TASK REQUIREMENTS: In full and unaltered, output the records below.

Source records
⟨

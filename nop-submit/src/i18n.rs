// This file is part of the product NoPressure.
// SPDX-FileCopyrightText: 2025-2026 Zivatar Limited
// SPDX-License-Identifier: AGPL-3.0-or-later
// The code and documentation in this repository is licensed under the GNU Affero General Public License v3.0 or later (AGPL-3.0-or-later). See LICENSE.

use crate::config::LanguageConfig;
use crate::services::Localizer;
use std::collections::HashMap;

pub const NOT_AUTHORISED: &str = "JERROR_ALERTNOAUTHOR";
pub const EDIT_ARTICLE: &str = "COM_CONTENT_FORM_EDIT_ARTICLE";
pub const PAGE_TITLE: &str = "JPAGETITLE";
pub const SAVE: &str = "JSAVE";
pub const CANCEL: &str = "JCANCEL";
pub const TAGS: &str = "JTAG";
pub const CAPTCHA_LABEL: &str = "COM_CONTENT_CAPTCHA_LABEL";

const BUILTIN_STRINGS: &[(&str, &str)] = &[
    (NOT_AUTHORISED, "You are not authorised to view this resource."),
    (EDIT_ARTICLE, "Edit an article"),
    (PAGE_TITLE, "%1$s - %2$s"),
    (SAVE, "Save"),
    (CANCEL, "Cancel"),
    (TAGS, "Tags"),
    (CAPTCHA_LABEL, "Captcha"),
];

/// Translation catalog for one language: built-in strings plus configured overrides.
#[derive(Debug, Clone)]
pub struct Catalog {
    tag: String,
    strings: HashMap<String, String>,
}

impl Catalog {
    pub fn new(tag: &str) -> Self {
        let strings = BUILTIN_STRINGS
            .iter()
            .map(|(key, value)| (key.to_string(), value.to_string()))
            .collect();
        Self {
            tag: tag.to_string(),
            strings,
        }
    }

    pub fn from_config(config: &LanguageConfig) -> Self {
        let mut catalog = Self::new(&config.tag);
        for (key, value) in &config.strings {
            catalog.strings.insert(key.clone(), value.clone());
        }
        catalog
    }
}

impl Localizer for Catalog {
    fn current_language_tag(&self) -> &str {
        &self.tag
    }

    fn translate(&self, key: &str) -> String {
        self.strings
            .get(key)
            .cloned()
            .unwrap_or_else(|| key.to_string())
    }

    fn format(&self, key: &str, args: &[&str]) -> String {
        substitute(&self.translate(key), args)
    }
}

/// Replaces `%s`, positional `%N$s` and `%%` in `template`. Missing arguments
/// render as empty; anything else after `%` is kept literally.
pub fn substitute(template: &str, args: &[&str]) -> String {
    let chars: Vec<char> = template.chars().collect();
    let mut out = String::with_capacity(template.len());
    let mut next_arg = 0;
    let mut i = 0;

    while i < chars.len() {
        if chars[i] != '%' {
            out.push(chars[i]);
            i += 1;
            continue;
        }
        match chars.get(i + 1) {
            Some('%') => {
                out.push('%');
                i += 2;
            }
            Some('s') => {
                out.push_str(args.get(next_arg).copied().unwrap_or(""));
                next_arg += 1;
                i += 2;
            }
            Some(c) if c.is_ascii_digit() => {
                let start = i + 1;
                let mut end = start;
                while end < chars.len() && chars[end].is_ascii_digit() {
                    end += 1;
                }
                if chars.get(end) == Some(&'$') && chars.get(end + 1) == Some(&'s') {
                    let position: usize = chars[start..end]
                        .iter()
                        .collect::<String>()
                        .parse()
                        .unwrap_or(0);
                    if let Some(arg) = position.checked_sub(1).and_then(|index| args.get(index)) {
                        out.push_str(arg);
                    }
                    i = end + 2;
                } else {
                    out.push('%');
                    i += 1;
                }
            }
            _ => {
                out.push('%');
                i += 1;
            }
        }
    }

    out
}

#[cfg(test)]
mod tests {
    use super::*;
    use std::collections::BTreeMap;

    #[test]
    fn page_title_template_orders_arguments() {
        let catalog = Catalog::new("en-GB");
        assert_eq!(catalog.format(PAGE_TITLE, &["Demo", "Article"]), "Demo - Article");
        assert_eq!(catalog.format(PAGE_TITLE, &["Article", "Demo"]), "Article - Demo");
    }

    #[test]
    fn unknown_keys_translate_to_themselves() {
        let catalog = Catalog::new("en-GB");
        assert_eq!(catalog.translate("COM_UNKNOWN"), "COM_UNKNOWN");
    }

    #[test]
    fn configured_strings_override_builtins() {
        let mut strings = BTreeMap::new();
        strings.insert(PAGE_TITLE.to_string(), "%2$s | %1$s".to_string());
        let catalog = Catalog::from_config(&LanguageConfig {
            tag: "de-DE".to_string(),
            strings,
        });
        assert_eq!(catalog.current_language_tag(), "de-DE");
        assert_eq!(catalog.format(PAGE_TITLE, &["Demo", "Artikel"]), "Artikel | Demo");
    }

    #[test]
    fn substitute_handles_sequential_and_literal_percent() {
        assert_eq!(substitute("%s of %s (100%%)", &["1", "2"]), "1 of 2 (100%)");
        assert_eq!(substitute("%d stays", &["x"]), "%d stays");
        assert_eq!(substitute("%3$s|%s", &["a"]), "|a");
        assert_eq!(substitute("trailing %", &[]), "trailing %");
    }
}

⟩

EXERCISE OUTPUT:
filename nop-submit/src/i18n.rs
// This file is part of the product NoPressure.
// SPDX-FileCopyrightText: 2025-2026 Zivatar Limited
// SPDX-License-Identifier: AGPL-3.0-or-later
// The code and documentation in this repository is licensed under the GNU Affero General Public License v3.0 or later (AGPL-3.0-or-later). See LICENSE.

use crate::config::LanguageConfig;
use crate::services::Localizer;
use std::collections::HashMap;

pub const NOT_AUTHORISED: &str = "JERROR_ALERTNOAUTHOR";
pub const EDIT_ARTICLE: &str = "COM_CONTENT_FORM_EDIT_ARTICLE";
pub const PAGE_TITLE: &str = "JPAGETITLE";
pub const SAVE: &str = "JSAVE";
pub const CANCEL: &str = "JCANCEL";
pub const TAGS: &str = "JTAG";
pub const CAPTCHA_LABEL: &str = "COM_CONTENT_CAPTCHA_LABEL";

const BUILTIN_STRINGS: &[(&str, &str)] = &[
    (NOT_AUTHORISED, "You are not authorised to view this resource."),
    (EDIT_ARTICLE, "Edit an article"),
    (PAGE_TITLE, "%1$s - %2$s"),
    (SAVE, "Save"),
    (CANCEL, "Cancel"),
    (TAGS, "Tags"),
    (CAPTCHA_LABEL, "Captcha"),
];

/// Translation catalog for one language: built-in strings plus configured overrides.
#[derive(Debug, Clone)]
pub struct Catalog {
    tag: String,
    strings: HashMap<String, String>,
}

impl Catalog {
    pub fn new(tag: &str) -> Self {
        let strings = BUILTIN_STRINGS
            .iter()
            .map(|(key, value)| (key.to_string(), value.to_string()))
            .collect();
        Self {
            tag: tag.to_string(),
            strings,
        }
    }

    pub fn from_config(config: &LanguageConfig) -> Self {
        let mut catalog = Self::new(&config.tag);
        for (key, value) in &config.strings {
            catalog.strings.insert(key.clone(), value.clone());
        }
        catalog
    }
}

impl Localizer for Catalog {
    fn current_language_tag(&self) -> &str {
        &self.tag
    }

    fn translate(&self, key: &str) -> String {
        self.strings
            .get(key)
            .cloned()
            .unwrap_or_else(|| key.to_string())
    }

    fn format(&self, key: &str, args: &[&str]) -> String {
        substitute(&self.translate(key), args)
    }
}

/// Replaces `%s`, positional `%N$s` and `%%` in `template`. Missing arguments
/// render as empty; anything else after `%` is kept literally.
pub fn substitute(template: &str, args: &[&str]) -> String {
    let chars: Vec<char> = template.chars().collect();
    let mut out = String::with_capacity(template.len());
    let mut next_arg = 0;
    let mut i = 0;

    while i < chars.len() {
        if chars[i] != '%' {
            out.push(chars[i]);
            i += 1;
            continue;
        }
        match chars.get(i + 1) {
            Some('%') => {
                out.push('%');
                i += 2;
            }
            Some('s') => {
                out.push_str(args.get(next_arg).copied().unwrap_or(""));
                next_arg += 1;
                i += 2;
            }
            Some(c) if c.is_ascii_digit() => {
                let start = i + 1;
                let mut end = start;
                while end < chars.len() && chars[end].is_ascii_digit() {
                    end += 1;
                }
                if chars.get(end) == Some(&'$') && chars.get(end + 1) == Some(&'s') {
                    let position: usize = chars[start..end]
                        .iter()
                        .collect::<String>()
                        .parse()
                        .unwrap_or(0);
                    if let Some(arg) = position.checked_sub(1).and_then(|index| args.get(index)) {
                        out.push_str(arg);
                    }
                    i = end + 2;
                } else {
                    out.push('%');
                    i += 1;
                }
            }
            _ => {
                out.push('%');
                i += 1;
            }
        }
    }

    out
}

#[cfg(test)]
mod tests {
    use super::*;
    use std::collections::BTreeMap;

    #[test]
    fn page_title_template_orders_arguments() {
        let catalog = Catalog::new("en-GB");
        assert_eq!(catalog.format(PAGE_TITLE, &["Demo", "Article"]), "Demo - Article");
        assert_eq!(catalog.format(PAGE_TITLE, &["Article", "Demo"]), "Article - Demo");
    }

    #[test]
    fn unknown_keys_translate_to_themselves() {
        let catalog = Catalog::new("en-GB");
        assert_eq!(catalog.translate("COM_UNKNOWN"), "COM_UNKNOWN");
    }

    #[test]
    fn configured_strings_override_builtins() {
        let mut strings = BTreeMap::new();
        strings.insert(PAGE_TITLE.to_string(), "%2$s | %1$s".to_string());
        let catalog = Catalog::from_config(&LanguageConfig {
            tag: "de-DE".to_string(),
            strings,
        });
        assert_eq!(catalog.current_language_tag(), "de-DE");
        assert_eq!(catalog.format(PAGE_TITLE, &["Demo", "Artikel"]), "Artikel | Demo");
    }

    #[test]
    fn substitute_handles_sequential_and_literal_percent() {
        assert_eq!(substitute("%s of %s (100%%)", &["1", "2"]), "1 of 2 (100%)");
        assert_eq!(substitute("%d stays", &["x"]), "%d stays");
        assert_eq!(substitute("%3$s|%s", &["a"]), "|a");
        assert_eq!(substitute("trailing %", &[]), "trailing %");
    }
}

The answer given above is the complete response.